13 septembre 2014

Un point sur la situation du volcan Bardarbunga (Bárðarbunga) (mis à jour 14 septembre 08h11)

La situation étant stable pour le moment j'espace un peu les mises à jours:
- pour éviter de vous fatiguer à répéter toujours les mêmes choses
- pour me reposer un peu car le mois écoulé à été un peu prenant avec cette situation...surtout qu'elle n'est pas seule à être digne d'intérêt.

Ceci étant dit j'en profite pour vous remercier, chaleureusement, pour tous les commentaires positifs et encourageants que vous, lectrices et lecteurs curieux(ses), volcanophile(e)s, étudiant(e)s en géologie/volcanologie ou volcanologue(e)s avez posté sur ce blog.

Après cette brève effusion de remerciements, je vous propose de retourner en voir une autre plus chaleureuse encore: celle du Bardarbunga bien entendu.

Les dernières données émises par l'IMO, l'Université d'Islande et la Protection Civile font état d'une
situation stable aussi bien au niveau de la fissure éruptive que de la caldera sommitale.

La fissure

L'activité reste inchangée depuis plusieurs jours et le champ de lave est toujours très bien alimenté. Le volume émis depuis le départ de l'éruption est d'environ 200 millions de m3 (53 333 piscines olympiques environ) qui s'étire sur une surface de 24.5 km², soit une épaisseur moyenne de 8 mètres.
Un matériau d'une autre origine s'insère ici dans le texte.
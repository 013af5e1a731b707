use ratatui::prelude::*;
use ratatui::widgets::Paragraph;

use super::Palette;

pub fn render(frame: &mut Frame, area: Rect, palette: &Palette) {
    let chunks = Layout::vertical([
        Constraint::Percentage(40),
        Constraint::Length(7),
        Constraint::Percentage(40),
    ])
    .split(area);

    let content = vec![
        Line::from(""),
        Line::from(Span::styled(
            "TRIVIA QUIZ",
            Style::default().fg(palette.accent).bold(),
        )),
        Line::from(""),
        Line::from(Span::styled(
            "Loading questions...",
            Style::default().fg(Color::Yellow),
        )),
        Line::from(""),
    ];

    let widget = Paragraph::new(content).alignment(Alignment::Center);
    frame.render_widget(widget, chunks[1]);
}
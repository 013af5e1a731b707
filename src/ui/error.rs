use ratatui::prelude::*;
use ratatui::widgets::{Block, Borders, Paragraph};

use super::Palette;

pub fn render(frame: &mut Frame, area: Rect, palette: &Palette, message: &str) {
    let chunks = Layout::vertical([
        Constraint::Percentage(40),
        Constraint::Length(9),
        Constraint::Percentage(40),
    ])
    .split(area);

    let content = vec![
        Line::from(""),
        Line::from(Span::styled(
            "SOMETHING WENT WRONG",
            Style::default().fg(Color::Red).bold(),
        )),
        Line::from(""),
        Line::from(Span::styled(message, Style::default().fg(palette.text))),
        Line::from(""),
        Line::from(""),
        Line::from("r retry  ·  q quit".fg(palette.dim)),
    ];

    let widget = Paragraph::new(content).alignment(Alignment::Center).block(
        Block::default()
            .borders(Borders::ALL)
            .border_style(palette.dim),
    );

    frame.render_widget(widget, chunks[1]);
}
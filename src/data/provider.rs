//! Open Trivia DB client.

use rand::Rng;
use reqwest::Client;
use serde::Deserialize;
use thiserror::Error;

use crate::models::Question;
use crate::text::decode_entities;

/// How many questions make up one session.
pub const QUESTION_COUNT: usize = 5;

// Fixed query: five questions, General Knowledge, easy, multiple choice.
const API_URL: &str =
    "https://opentdb.com/api.php?amount=5&category=9&difficulty=easy&type=multiple";

/// Why a fetch produced no question set.
#[derive(Debug, Error)]
pub enum LoadError {
    #[error("request failed with status {0}")]
    HttpStatus(reqwest::StatusCode),
    #[error("provider returned response code {0}")]
    Api(i32),
    #[error("provider returned no questions")]
    Empty,
    #[error(transparent)]
    Http(#[from] reqwest::Error),
}

/// HTTP client for the trivia provider.
#[derive(Clone)]
pub struct TriviaClient {
    client: Client,
}

impl TriviaClient {
    pub fn new() -> Self {
        Self {
            client: Client::new(),
        }
    }

    /// Fetch one session's worth of questions.
    ///
    /// # Errors
    ///
    /// Returns `LoadError` when the request fails, the provider reports a
    /// non-zero response code, or the result list is empty.
    pub async fn fetch_questions(&self) -> Result<Vec<Question>, LoadError> {
        log::debug!("fetching questions from {API_URL}");

        let response = self.client.get(API_URL).send().await?;
        if !response.status().is_success() {
            return Err(LoadError::HttpStatus(response.status()));
        }

        let body: ApiResponse = response.json().await?;
        build_questions(body, &mut rand::rng())
    }
}

impl Default for TriviaClient {
    fn default() -> Self {
        Self::new()
    }
}

/// Provider response envelope.
#[derive(Debug, Deserialize)]
struct ApiResponse {
    response_code: i32,
    #[serde(default)]
    results: Vec<ApiQuestion>,
}

#[derive(Debug, Deserialize)]
struct ApiQuestion {
    question: String,
    correct_answer: String,
    incorrect_answers: [String; 3],
}

/// Turn the provider envelope into shuffled questions.
///
/// Provider text is untrusted and arrives with HTML entities; it is decoded
/// to plain text here so nothing downstream ever treats it as markup.
fn build_questions<R: Rng + ?Sized>(
    body: ApiResponse,
    rng: &mut R,
) -> Result<Vec<Question>, LoadError> {
    if body.response_code != 0 {
        return Err(LoadError::Api(body.response_code));
    }
    if body.results.is_empty() {
        return Err(LoadError::Empty);
    }

    Ok(body
        .results
        .into_iter()
        .map(|q| {
            Question::from_answers(
                decode_entities(&q.question),
                decode_entities(&q.correct_answer),
                q.incorrect_answers.map(|a| decode_entities(&a)),
                rng,
            )
        })
        .collect())
}

#[cfg(test)]
mod tests {
    use rand::SeedableRng;
    use rand::rngs::StdRng;

    use super::*;

    fn parse(json: &str) -> ApiResponse {
        serde_json::from_str(json).expect("payload should parse")
    }

    fn ok_payload() -> String {
        let result = |n: usize| {
            format!(
                r#"{{"question":"Question {n}?","correct_answer":"Right {n}","incorrect_answers":["Wrong A","Wrong B","Wrong C"]}}"#
            )
        };
        let results: Vec<String> = (1..=QUESTION_COUNT).map(result).collect();
        format!(
            r#"{{"response_code":0,"results":[{}]}}"#,
            results.join(",")
        )
    }

    #[test]
    fn builds_full_question_set() {
        let body = parse(&ok_payload());
        let mut rng = StdRng::seed_from_u64(3);
        let questions = build_questions(body, &mut rng).expect("should build");

        assert_eq!(questions.len(), QUESTION_COUNT);
        for q in &questions {
            let hits = q.options.iter().filter(|o| q.is_correct(o)).count();
            assert_eq!(hits, 1);
        }
    }

    #[test]
    fn nonzero_response_code_is_an_error() {
        let body = parse(r#"{"response_code":1,"results":[]}"#);
        let mut rng = StdRng::seed_from_u64(0);
        assert!(matches!(
            build_questions(body, &mut rng),
            Err(LoadError::Api(1))
        ));
    }

    #[test]
    fn empty_results_is_an_error() {
        let body = parse(r#"{"response_code":0,"results":[]}"#);
        let mut rng = StdRng::seed_from_u64(0);
        assert!(matches!(
            build_questions(body, &mut rng),
            Err(LoadError::Empty)
        ));
    }

    #[test]
    fn missing_results_field_is_an_error() {
        let body = parse(r#"{"response_code":0}"#);
        let mut rng = StdRng::seed_from_u64(0);
        assert!(matches!(
            build_questions(body, &mut rng),
            Err(LoadError::Empty)
        ));
    }

    #[test]
    fn entities_are_decoded_before_questions_are_built() {
        let body = parse(
            r#"{"response_code":0,"results":[{
                "question":"Who wrote &quot;Hamlet&quot;?",
                "correct_answer":"Shakespeare &amp; co",
                "incorrect_answers":["Marlowe","Jonson","Webster&#039;s"]
            }]}"#,
        );
        let mut rng = StdRng::seed_from_u64(9);
        let questions = build_questions(body, &mut rng).expect("should build");

        assert_eq!(questions[0].prompt, "Who wrote \"Hamlet\"?");
        assert!(questions[0].is_correct("Shakespeare & co"));
        assert!(questions[0].options.iter().any(|o| o == "Webster's"));
    }
}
Le front de la coulée, toujours coincé dans le lit de la rivière Jökulsá á Fjöllum, se trouve maintenant à environ 16 km de sa source et continue d'avancer à une vitesse d'environ 1000 m/jour: c'est assez incroyable il faut le dire, d'autant que la topographie n'est pas favorable (plaine) à sa progression.







Le spatter-cone* le plus important de la fissure mesure maintenant 70 m de haut, mais si les cônes et la coulée ne cessent de grandir, la sismicité sur le dyke, elle, ne cesse de s'atténuer. Seule la partie située sous le glacier délivre encore quelques secousses profondes, mais la partie la plus au nord (où se déroule l'éruption) est devenue "silencieuse".


La caldera

Elle continue de s'enfoncer à une vitesse de 50 cm/jour et s'est affaissée de plus de 21 mètres maintenant. Les volcanologues ont été poser des GPS directement sur le glacier qui rempli la caldera pour avoir des mesures beaucoup plus précises et donc une vision un peu plus claire de l'évolution de cette situation.
Bien entendu ce mouvement vertical s'accompagne d'une sismicité toujours assez intense, due aux frictions et ruptures qui se produisent le long de la paroi de la caldera, sur une épaisseur de 6-7 km.




Le soufre

De très hautes concentrations ont de nouveau été mesurées dans le village d'Reyðarfjörður, sur la côte est de l'île, avec des valeurs proches des 4000 microgrammes/m3 d'air hier soir!!! Valeurs dangereuses qui n'ont heureusement pas duré.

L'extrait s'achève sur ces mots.